TASK TO COMPLETE = Reproduce the records exactly.

[Dataset entries]
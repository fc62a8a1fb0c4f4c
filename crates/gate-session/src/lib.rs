//! Session storage for toolgate
//!
//! Sessions are plain attribute mappings keyed by a session id. The gateway
//! uses them only to audit tool invocations (which function ran, with which
//! arguments, and what it returned).
//!
//! Persistence is a capability trait, [`SessionStore`], so any key-value
//! backend can sit behind it. Two backends ship with the crate:
//!
//! - [`InMemorySessionStore`]: process-local map
//! - [`FileSessionStore`]: one JSON file per session, atomic writes, optional TTL

pub mod error;
pub mod file;
pub mod session;
pub mod store;

pub use error::{Error, Result};
pub use file::FileSessionStore;
pub use session::{Attributes, Session, SessionContext, new_session_id};
pub use store::{InMemorySessionStore, SessionStore};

RESULT FOR THIS TASK =
repository fc62a8a1fb0c4f4c
filename crates/gate-session/src/lib.rs
//! Session storage for toolgate
//!
//! Sessions are plain attribute mappings keyed by a session id. The gateway
//! uses them only to audit tool invocations (which function ran, with which
//! arguments, and what it returned).
//!
//! Persistence is a capability trait, [`SessionStore`], so any key-value
//! backend can sit behind it. Two backends ship with the crate:
//!
//! - [`InMemorySessionStore`]: process-local map
//! - [`FileSessionStore`]: one JSON file per session, atomic writes, optional TTL

pub mod error;
pub mod file;
pub mod session;
pub mod store;

pub use error::{Error, Result};
pub use file::FileSessionStore;
pub use session::{Attributes, Session, SessionContext, new_session_id};
pub use store::{InMemorySessionStore, SessionStore};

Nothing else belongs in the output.